The word program is most often associated with computers which, with specific inputs, you’ll get specific outputs. Gone are the days when kids can simply ‘mess about in boats.’ There are goals, trophies and life-skills needing to be acquired to succeed in today’s competitive world. Sailing is not a way to relax, have fun and explore but another way to prepare to compete with the 7 billion people on the planet.

My lifelong love of sailing didn’t come from a program. I was fortunate to come from a sailing family and, as Nick Hayes again suggests, it was the multigenerational experiences of my early youth that got me hooked. However, it was a simple start. Our first boat was a used, white, styrofoam Snark and, when I was able to sail on my grandfather’s ‘big’ sailboat, it was a Rhodes 19. He let me take the tiller too!

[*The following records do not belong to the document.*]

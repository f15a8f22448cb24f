//! TLE parsing utilities

use crate::tle::types::SatelliteRecord;
use chrono::{DateTime, Duration, NaiveDate, Utc};

/// Records parsed from a TLE text body plus the number of blocks that were dropped
#[derive(Debug, Default)]
pub struct ParsedTle {
    pub records: Vec<SatelliteRecord>,
    pub rejected: usize,
}

/// Parse TLE epoch from line 1 to UTC DateTime
pub fn parse_tle_epoch_to_utc(line1: &str) -> Option<DateTime<Utc>> {
    // TLE line1 epoch fields (columns 19–32, 1-based; 18..32 0-based)
    let field = line1.get(18..32)?.trim();
    let (yyddd, frac) = field.split_once('.').unwrap_or((field, "0"));
    if yyddd.len() != 5 {
        return None;
    }
    let (yy_str, ddd_str) = yyddd.split_at(2);
    let yy: i32 = yy_str.parse().ok()?;
    let ddd: i64 = ddd_str.parse().ok()?;
    if !(1..=366).contains(&ddd) {
        return None;
    }
    let year = if yy >= 57 { 1900 + yy } else { 2000 + yy };
    let day_fraction: f64 = format!("0.{}", frac).parse().ok()?;
    let nanos = (day_fraction * 86_400.0 * 1e9).round() as i64;

    let midnight = NaiveDate::from_ymd_opt(year, 1, 1)?
        .checked_add_signed(Duration::days(ddd - 1))?
        .and_hms_opt(0, 0, 0)?;
    Some((midnight + Duration::nanoseconds(nanos)).and_utc())
}

/// Strip BOM, CR and padding from a raw body line
fn clean_line(raw: &str) -> &str {
    raw.trim_matches(|c| c == '\u{feff}' || c == '\r' || c == '\n' || c == ' ')
}

/// NORAD catalog number, columns 3-7 of either element line
fn catalog_number(line: &str) -> Option<u32> {
    line.get(2..7).and_then(|s| s.trim().parse::<u32>().ok())
}

fn is_element_line(line: &str) -> bool {
    line.starts_with("1 ") || line.starts_with("2 ")
}

/// Parse a 2LE/3LE text body (as served by Celestrak with FORMAT=tle) into records
///
/// A name line directly before line 1 is attached to the record; the `"0 "`
/// prefix used by some 3LE sources is dropped. Pairs whose epoch or NORAD
/// number cannot be read, or whose two lines name different satellites, are
/// counted in `rejected`.
pub fn parse_tle_catalog(body: &str) -> ParsedTle {
    let lines: Vec<&str> = body
        .lines()
        .map(clean_line)
        .filter(|l| !l.is_empty())
        .collect();

    let mut parsed = ParsedTle::default();
    let mut i = 0;
    while i < lines.len() {
        if i + 1 < lines.len() && lines[i].starts_with("1 ") && lines[i + 1].starts_with("2 ") {
            let line1 = lines[i];
            let line2 = lines[i + 1];

            let name = if i > 0 && !is_element_line(lines[i - 1]) {
                let raw = lines[i - 1];
                Some(raw.strip_prefix("0 ").unwrap_or(raw).trim().to_string())
            } else {
                None
            };

            let norad = catalog_number(line1);
            let norad = norad.filter(|n| catalog_number(line2) == Some(*n));
            match (norad, parse_tle_epoch_to_utc(line1)) {
                (Some(norad), Some(epoch_utc)) => parsed.records.push(SatelliteRecord {
                    norad,
                    name,
                    line1: line1.to_string(),
                    line2: line2.to_string(),
                    epoch_utc,
                }),
                _ => {
                    tracing::debug!(
                        "rejecting TLE block {:?}: unreadable or mismatched NORAD id, or bad epoch",
                        name
                    );
                    parsed.rejected += 1;
                }
            }
            i += 2;
        } else {
            if lines[i].starts_with("1 ") {
                // line 1 without its partner
                parsed.rejected += 1;
            }
            i += 1;
        }
    }
    parsed
}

Surveys of experienced sailors asking why they love sailing get answers like freedom, adventure and escape. Most of us experienced those feelings when we learned to sail. Can programs provide any sense of freedom and escape? It’s exceptionally difficult. Programs are in charge of someone else’s child and live in dread of the legal system. Waivers, chase boats, expected outcomes, parental pressures, rigid schedules give programs very little latitude to provide the kind of environment in which most of today’s older sailors developed a love of sailing. Maybe we need to ask for less from programs and more from parents and the rest of the sailing community.

To move beyond what a program can teach you probably need to own your own boat (or ‘unrestricted’ access). Then, if the breeze is up and the air warm, you can carry on sailing well after sunset, after the program has packed up its chase boats and the instructors have gone home.